Compute Fermat distance for the MNIST data set

This notebook computes the fermat distance between the images in the MNIST data set. We are reading the data set from https://www.kaggle.com/oddrationale/mnist-in-csv#mnist_train.csv

Contents:

1- Preprocessing data
2- Computing Fermat distance
3- Visualization using t-sne

1- Preprocessing data

In [1]:
import random
import numpy as np
from scipy.spatial import distance_matrix
import matplotlib.pyplot as plt
from sklearn.manifold import TSNE

from fermat import Fermat
In [4]:
labels = []
data = []
with open('../data/mnist_train.csv', 'r') as f:
    for l in f.readlines():
        row = l[:-1].split(',')
        labels.append(row[0])
        data.append([float(x)/255 for x in row[1:]])
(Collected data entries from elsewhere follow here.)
//! Nested, order-preserving attribute store addressed by dot-paths.
//!
//! An [`AttrNode`] owns its children exclusively. Reads come in two flavours:
//! [`AttrNode::peek`] never mutates, while [`AttrNode::get`] materializes empty
//! nodes for every missing segment of the path (auto-vivification). Sibling
//! order is kept for display and serialization but never feeds the content
//! hash.

use indexmap::IndexMap;
use serde_json::{Map, Number, Value};
use sha2::{Digest, Sha256};
use std::fmt;

use crate::error::{Error, Result};

#[derive(Debug, Clone, PartialEq)]
pub enum AttrValue {
    /// Stored explicitly but carries nothing serializable.
    Null,
    Bool(bool),
    Int(i64),
    /// Only for integers above `i64::MAX`.
    UInt(u64),
    Float(f64),
    Str(String),
    List(Vec<AttrValue>),
    Node(AttrNode),
}

impl AttrValue {
    pub fn is_scalar(&self) -> bool {
        matches!(
            self,
            AttrValue::Bool(_)
                | AttrValue::Int(_)
                | AttrValue::UInt(_)
                | AttrValue::Float(_)
                | AttrValue::Str(_)
        )
    }

    pub fn as_node(&self) -> Option<&AttrNode> {
        match self {
            AttrValue::Node(node) => Some(node),
            _ => None,
        }
    }

    pub fn as_node_mut(&mut self) -> Option<&mut AttrNode> {
        match self {
            AttrValue::Node(node) => Some(node),
            _ => None,
        }
    }

    pub fn as_str(&self) -> Option<&str> {
        match self {
            AttrValue::Str(s) => Some(s),
            _ => None,
        }
    }

    pub fn as_i64(&self) -> Option<i64> {
        match self {
            AttrValue::Int(v) => Some(*v),
            _ => None,
        }
    }

    pub fn as_f64(&self) -> Option<f64> {
        match self {
            AttrValue::Int(v) => Some(*v as f64),
            AttrValue::UInt(v) => Some(*v as f64),
            AttrValue::Float(v) => Some(*v),
            _ => None,
        }
    }

    /// True for a node without entries, the result of reading an unset path.
    pub fn is_empty_node(&self) -> bool {
        matches!(self, AttrValue::Node(node) if node.is_empty())
    }

    fn scalar_text(&self) -> Option<String> {
        match self {
            AttrValue::Bool(v) => Some(v.to_string()),
            AttrValue::Int(v) => Some(v.to_string()),
            AttrValue::UInt(v) => Some(v.to_string()),
            AttrValue::Float(v) => Some(v.to_string()),
            AttrValue::Str(v) => Some(v.clone()),
            _ => None,
        }
    }

    /// JSON form of this value, or `None` when it has no JSON-safe form.
    /// Lists keep only their scalar elements.
    pub fn to_json(&self) -> Option<Value> {
        match self {
            AttrValue::Null => None,
            AttrValue::Bool(v) => Some(Value::Bool(*v)),
            AttrValue::Int(v) => Some(Value::Number((*v).into())),
            AttrValue::UInt(v) => Some(Value::Number((*v).into())),
            AttrValue::Float(v) => Number::from_f64(*v).map(Value::Number),
            AttrValue::Str(v) => Some(Value::String(v.clone())),
            AttrValue::List(items) => Some(Value::Array(
                items
                    .iter()
                    .filter(|item| item.is_scalar())
                    .filter_map(AttrValue::to_json)
                    .collect(),
            )),
            AttrValue::Node(node) => Some(Value::Object(node.to_jsonable())),
        }
    }

    /// Kind byte followed by the content, so an empty string, an empty node,
    /// an empty list and `Null` never share a hash.
    fn content_hash(&self) -> String {
        let mut hasher = Sha256::new();
        match self {
            AttrValue::Null => hasher.update(b"z"),
            AttrValue::Node(node) => {
                hasher.update(b"n");
                hasher.update(node.hash().as_bytes());
            }
            AttrValue::List(items) => {
                hasher.update(b"l");
                for item in items {
                    hasher.update(item.content_hash().as_bytes());
                }
            }
            scalar => {
                hasher.update(b"s");
                if let Some(text) = scalar.scalar_text() {
                    hasher.update(text.as_bytes());
                }
            }
        }
        hex::encode(hasher.finalize())
    }
}

impl From<bool> for AttrValue {
    fn from(v: bool) -> Self {
        AttrValue::Bool(v)
    }
}

impl From<i64> for AttrValue {
    fn from(v: i64) -> Self {
        AttrValue::Int(v)
    }
}

impl From<i32> for AttrValue {
    fn from(v: i32) -> Self {
        AttrValue::Int(v.into())
    }
}

impl From<u32> for AttrValue {
    fn from(v: u32) -> Self {
        AttrValue::Int(v.into())
    }
}

impl From<u64> for AttrValue {
    fn from(v: u64) -> Self {
        match i64::try_from(v) {
            Ok(i) => AttrValue::Int(i),
            Err(_) => AttrValue::UInt(v),
        }
    }
}

impl From<f64> for AttrValue {
    fn from(v: f64) -> Self {
        AttrValue::Float(v)
    }
}

impl From<&str> for AttrValue {
    fn from(v: &str) -> Self {
        AttrValue::Str(v.to_string())
    }
}

impl From<String> for AttrValue {
    fn from(v: String) -> Self {
        AttrValue::Str(v)
    }
}

impl<T: Into<AttrValue>> From<Vec<T>> for AttrValue {
    fn from(v: Vec<T>) -> Self {
        AttrValue::List(v.into_iter().map(Into::into).collect())
    }
}

impl From<AttrNode> for AttrValue {
    fn from(v: AttrNode) -> Self {
        AttrValue::Node(v)
    }
}

impl From<Map<String, Value>> for AttrValue {
    fn from(v: Map<String, Value>) -> Self {
        AttrValue::Node(v.into())
    }
}

impl From<Value> for AttrValue {
    fn from(v: Value) -> Self {
        match v {
            Value::Null => AttrValue::Null,
            Value::Bool(b) => AttrValue::Bool(b),
            Value::Number(n) => {
                if let Some(i) = n.as_i64() {
                    AttrValue::Int(i)
                } else if let Some(u) = n.as_u64() {
                    AttrValue::UInt(u)
                } else {
                    n.as_f64().map_or(AttrValue::Null, AttrValue::Float)
                }
            }
            Value::String(s) => AttrValue::Str(s),
            Value::Array(items) => AttrValue::List(items.into_iter().map(Into::into).collect()),
            Value::Object(map) => AttrValue::Node(map.into()),
        }
    }
}

#[derive(Debug, Clone, Default, PartialEq)]
pub struct AttrNode {
    entries: IndexMap<String, AttrValue>,
}

fn split_parent(path: &str) -> (Vec<&str>, &str) {
    match path.rsplit_once('.') {
        Some((head, leaf)) => (head.split('.').collect(), leaf),
        None => (Vec::new(), path),
    }
}

impl AttrNode {
    pub fn new() -> Self {
        Self::default()
    }

    /// Builds a node from a JSON document; anything but an object yields an
    /// empty node. Keys are taken literally, nested objects become nodes.
    pub fn from_json(value: &Value) -> Self {
        match value {
            Value::Object(map) => map.clone().into(),
            _ => Self::new(),
        }
    }

    pub fn len(&self) -> usize {
        self.entries.len()
    }

    pub fn is_empty(&self) -> bool {
        self.entries.is_empty()
    }

    pub fn keys(&self) -> impl Iterator<Item = &str> {
        self.entries.keys().map(String::as_str)
    }

    pub fn iter(&self) -> impl Iterator<Item = (&str, &AttrValue)> {
        self.entries.iter().map(|(k, v)| (k.as_str(), v))
    }

    /// Walks to the node at `segments`, creating empty nodes for absent or
    /// `Null` segments.
    fn descend_mut(&mut self, path: &str, segments: &[&str]) -> Result<&mut AttrNode> {
        let mut cur = self;
        for seg in segments {
            let slot = cur
                .entries
                .entry((*seg).to_string())
                .or_insert(AttrValue::Null);
            if matches!(slot, AttrValue::Null) {
                *slot = AttrValue::Node(AttrNode::new());
            }
            cur = match slot {
                AttrValue::Node(node) => node,
                _ => {
                    return Err(Error::NotANode {
                        path: path.to_string(),
                        segment: (*seg).to_string(),
                    })
                }
            };
        }
        Ok(cur)
    }

    /// Get-or-create read. A missing (or `Null`) leaf is materialized as an
    /// empty node and stays in the store.
    pub fn get(&mut self, path: &str) -> Result<&mut AttrValue> {
        let (parents, leaf) = split_parent(path);
        let node = self.descend_mut(path, &parents)?;
        let slot = node
            .entries
            .entry(leaf.to_string())
            .or_insert(AttrValue::Null);
        if matches!(slot, AttrValue::Null) {
            *slot = AttrValue::Node(AttrNode::new());
        }
        Ok(slot)
    }

    /// Non-mutating read.
    pub fn peek(&self, path: &str) -> Option<&AttrValue> {
        let mut segments = path.split('.');
        let first = segments.next()?;
        let mut cur = self.entries.get(first)?;
        for seg in segments {
            cur = cur.as_node()?.entries.get(seg)?;
        }
        Some(cur)
    }

    pub fn contains(&self, path: &str) -> bool {
        self.peek(path).is_some()
    }

    pub fn set(&mut self, path: &str, value: impl Into<AttrValue>) -> Result<()> {
        let (parents, leaf) = split_parent(path);
        let node = self.descend_mut(path, &parents)?;
        node.entries.insert(leaf.to_string(), value.into());
        Ok(())
    }

    /// Sets every pair in order.
    pub fn update<K, V>(&mut self, pairs: impl IntoIterator<Item = (K, V)>) -> Result<()>
    where
        K: AsRef<str>,
        V: Into<AttrValue>,
    {
        for (key, value) in pairs {
            self.set(key.as_ref(), value)?;
        }
        Ok(())
    }

    pub fn remove(&mut self, path: &str) -> Option<AttrValue> {
        let (parents, leaf) = split_parent(path);
        let mut cur = self;
        for seg in parents {
            cur = cur.entries.get_mut(seg)?.as_node_mut()?;
        }
        cur.entries.shift_remove(leaf)
    }

    /// Depth-first `(dot_path, leaf)` pairs in insertion order. Nodes are
    /// expanded, never yielded.
    pub fn walk(&self) -> Walk<'_> {
        Walk {
            stack: vec![(None, self.entries.iter())],
        }
    }

    pub fn to_jsonable(&self) -> Map<String, Value> {
        self.entries
            .iter()
            .filter_map(|(k, v)| v.to_json().map(|json| (k.clone(), json)))
            .collect()
    }

    pub fn to_json_value(&self) -> Value {
        Value::Object(self.to_jsonable())
    }

    /// Hex SHA-256 over keys in sorted order and the recursive hashes of
    /// their values.
    pub fn hash(&self) -> String {
        let mut keys: Vec<&String> = self.entries.keys().collect();
        keys.sort();
        let mut hasher = Sha256::new();
        for key in keys {
            hasher.update(key.as_bytes());
            hasher.update([0u8]);
            hasher.update(self.entries[key].content_hash().as_bytes());
        }
        hex::encode(hasher.finalize())
    }

    pub fn same_content(&self, other: &AttrNode) -> bool {
        self.hash() == other.hash()
    }

    /// Overlays the top-level keys of `other`; nested nodes are replaced
    /// wholesale.
    pub fn merge(&mut self, other: &AttrNode) {
        for (key, value) in &other.entries {
            self.entries.insert(key.clone(), value.clone());
        }
    }

    /// Like [`AttrNode::merge`] but recurses where both sides hold a node.
    pub fn deep_merge(&mut self, other: &AttrNode) {
        for (key, value) in &other.entries {
            match (self.entries.get_mut(key), value) {
                (Some(AttrValue::Node(mine)), AttrValue::Node(theirs)) => mine.deep_merge(theirs),
                _ => {
                    self.entries.insert(key.clone(), value.clone());
                }
            }
        }
    }
}

impl From<Map<String, Value>> for AttrNode {
    fn from(map: Map<String, Value>) -> Self {
        AttrNode {
            entries: map.into_iter().map(|(k, v)| (k, v.into())).collect(),
        }
    }
}

impl fmt::Display for AttrNode {
    fn fmt(&self, f: &mut fmt::Formatter<'_>) -> fmt::Result {
        match serde_json::to_string_pretty(&self.to_json_value()) {
            Ok(text) => f.write_str(&text),
            Err(_) => Err(fmt::Error),
        }
    }
}

pub struct Walk<'a> {
    stack: Vec<(Option<String>, indexmap::map::Iter<'a, String, AttrValue>)>,
}

impl<'a> Iterator for Walk<'a> {
    type Item = (String, &'a AttrValue);

    fn next(&mut self) -> Option<Self::Item> {
        loop {
            let (prefix, iter) = self.stack.last_mut()?;
            let Some((key, value)) = iter.next() else {
                self.stack.pop();
                continue;
            };
            let path = match prefix {
                Some(prefix) => format!("{}.{}", prefix, key),
                None => key.clone(),
            };
            match value {
                AttrValue::Node(node) => self.stack.push((Some(path), node.entries.iter())),
                leaf => return Some((path, leaf)),
            }
        }
    }
}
2- Computing Fermat distance

In [5]:
# we only consider a sample of data points
test_size = 1000 
In [6]:
# compute euclidean distances between data points
distances = distance_matrix(data[:test_size], data[:test_size])
In [13]:
# Initialize the fermat model
# The distances would be computed used the aprox method and the euclidean distances as input
f = Fermat(alpha = 4, path_method='L', k=30, landmarks=30)


# fit the Fermat model
f.fit(np.matrix(distances))

3- Visualization

In [8]:
def plot_figure(data,S,s_labels, xlabel):
    plt.figure(figsize=(20, 10))
    plt.xlabel(xlabel, fontsize='large')
    for digit in range(10):
        xs = [data[i, 0] for i in range(S) if s_labels[i] == str(digit)]
        ys = [data[i, 1] for i in range(S) if s_labels[i] == str(digit)]
        plt.plot(xs, ys, 'o', label=str(digit))
    plt.legend(numpoints=1)
In [9]:
tsne = TSNE(n_components=2, perplexity=60, n_iter=1000)

T-sne on the euclidean distance

In [10]:
tsne_euclidean = tsne.fit_transform(distances)
In [11]:
plot_figure(tsne_euclidean, test_size, labels[:test_size], "TSNE on euclidean distance")

T-sne on the Fermat distance

In [14]:
tsne_fermat = tsne.fit_transform(f.get_distances())
In [15]:
plot_figure(tsne_fermat, test_size, labels[:test_size], "TSNE on Fermat distance")